──────── Source data ────────

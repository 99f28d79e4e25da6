// 该文件是 Agriscan （田间扫描） 项目的一部分。
// src/output.rs - 输出定义
//
// 本文件根据 Apache 许可证第 2.0 版（以下简称“许可证”）授权使用；
// 除非遵守该许可证条款，否则您不得使用本文件。
// 您可通过以下网址获取许可证副本：
// http://www.apache.org/licenses/LICENSE-2.0
// 除非适用法律要求或书面同意，根据本许可协议分发的软件均按“原样”提供，
// 不附带任何形式的明示或暗示的保证或条件。
// 有关许可权限与限制的具体条款，请参阅本许可协议。
//
// Copyright (C) 2026 Johann Li <me@qinka.pro>, Wareless Group

use std::path::{Path, PathBuf};

use image::RgbImage;
use serde_json::Value;
use thiserror::Error;
use url::Url;

use crate::FromUrl;
use crate::config::DrawConfig;

pub trait Render<Image: ?Sized, Detections: ?Sized>: Sized {
  type Error;
  fn render_result(
    &self,
    image: &Image,
    result: &Detections,
  ) -> Result<RenderedImage, Self::Error>;
}

/// 一次渲染的汇总
#[derive(Debug, Clone, PartialEq, Eq)]
pub struct RenderedImage {
  pub path: PathBuf,
  pub drawn: usize,
  pub skipped: usize,
}

pub const BOX_IMAGE_SCHEME: &str = "image";
pub const POLYGON_IMAGE_SCHEME: &str = "polygon";
pub const FOLDER_RECORD_SCHEME: &str = "folder";

#[cfg(any(feature = "save_box_image", feature = "save_polygon_image"))]
pub mod draw;

#[cfg(feature = "save_box_image")]
mod save_box_image;
#[cfg(feature = "save_box_image")]
pub use self::save_box_image::SaveBoxImageOutput;

#[cfg(feature = "save_polygon_image")]
mod save_polygon_image;
#[cfg(feature = "save_polygon_image")]
pub use self::save_polygon_image::SavePolygonImageOutput;

mod folder_record;
pub use self::folder_record::{FolderRecordOutput, FolderStyle};

#[derive(Error, Debug)]
pub enum OutputError {
  #[error("URI 方案不匹配: {0}")]
  SchemeMismatch(String),
  #[error("渲染器不可用（未启用 {0} 输出）")]
  RendererUnavailable(String),
  #[error("输出路径无效: {0}")]
  InvalidPath(String),
  #[error("I/O 错误: {0}")]
  IoError(#[from] std::io::Error),
  #[error("图像错误: {0}")]
  ImageError(#[from] image::ImageError),
}

impl OutputError {
  /// 渲染依赖缺失，调用方应报告服务不可用
  pub fn is_unavailable(&self) -> bool {
    matches!(self, OutputError::RendererUnavailable(_))
  }
}

/// 从 URL 中取出解码后的文件路径
pub(crate) fn url_path(url: &Url) -> Result<PathBuf, OutputError> {
  let path = urlencoding::decode(url.path())
    .map_err(|err| OutputError::InvalidPath(format!("{}: {}", url, err)))?;
  if path.is_empty() || path.ends_with('/') {
    return Err(OutputError::InvalidPath(url.to_string()));
  }
  Ok(Path::new(path.as_ref()).to_path_buf())
}

pub enum OutputWrapper {
  #[cfg(feature = "save_box_image")]
  SaveBoxImageOutput(SaveBoxImageOutput),
  #[cfg(feature = "save_polygon_image")]
  SavePolygonImageOutput(SavePolygonImageOutput),
  FolderRecordOutput(FolderRecordOutput),
}

impl FromUrl for OutputWrapper {
  type Error = OutputError;

  fn from_url(url: &Url) -> Result<Self, Self::Error> {
    Self::from_url_with_config(url, &DrawConfig::default())
  }
}

impl OutputWrapper {
  pub fn from_url_with_config(url: &Url, config: &DrawConfig) -> Result<Self, OutputError> {
    match url.scheme() {
      #[cfg(feature = "save_box_image")]
      BOX_IMAGE_SCHEME => {
        let output = SaveBoxImageOutput::from_url_with_config(url, config)?;
        Ok(OutputWrapper::SaveBoxImageOutput(output))
      }
      #[cfg(feature = "save_polygon_image")]
      POLYGON_IMAGE_SCHEME => {
        let output = SavePolygonImageOutput::from_url_with_config(url, config)?;
        Ok(OutputWrapper::SavePolygonImageOutput(output))
      }
      #[cfg(not(feature = "save_box_image"))]
      BOX_IMAGE_SCHEME => Err(OutputError::RendererUnavailable(BOX_IMAGE_SCHEME.to_string())),
      #[cfg(not(feature = "save_polygon_image"))]
      POLYGON_IMAGE_SCHEME => Err(OutputError::RendererUnavailable(
        POLYGON_IMAGE_SCHEME.to_string(),
      )),
      FOLDER_RECORD_SCHEME => {
        let output = FolderRecordOutput::from_url_with_config(url, config)?;
        Ok(OutputWrapper::FolderRecordOutput(output))
      }
      other => Err(OutputError::SchemeMismatch(other.to_string())),
    }
  }
}

impl Render<RgbImage, [Value]> for OutputWrapper {
  type Error = OutputError;

  fn render_result(
    &self,
    image: &RgbImage,
    result: &[Value],
  ) -> Result<RenderedImage, Self::Error> {
    match self {
      #[cfg(feature = "save_box_image")]
      OutputWrapper::SaveBoxImageOutput(output) => output.render_result(image, result),
      #[cfg(feature = "save_polygon_image")]
      OutputWrapper::SavePolygonImageOutput(output) => output.render_result(image, result),
      OutputWrapper::FolderRecordOutput(output) => output.render_result(image, result),
    }
  }
}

────────

» **Problem description**
If a line of the records above holds the string "SchemeMismatch", count it; then state only how many such lines there are.

» **Solution for this exercise**
2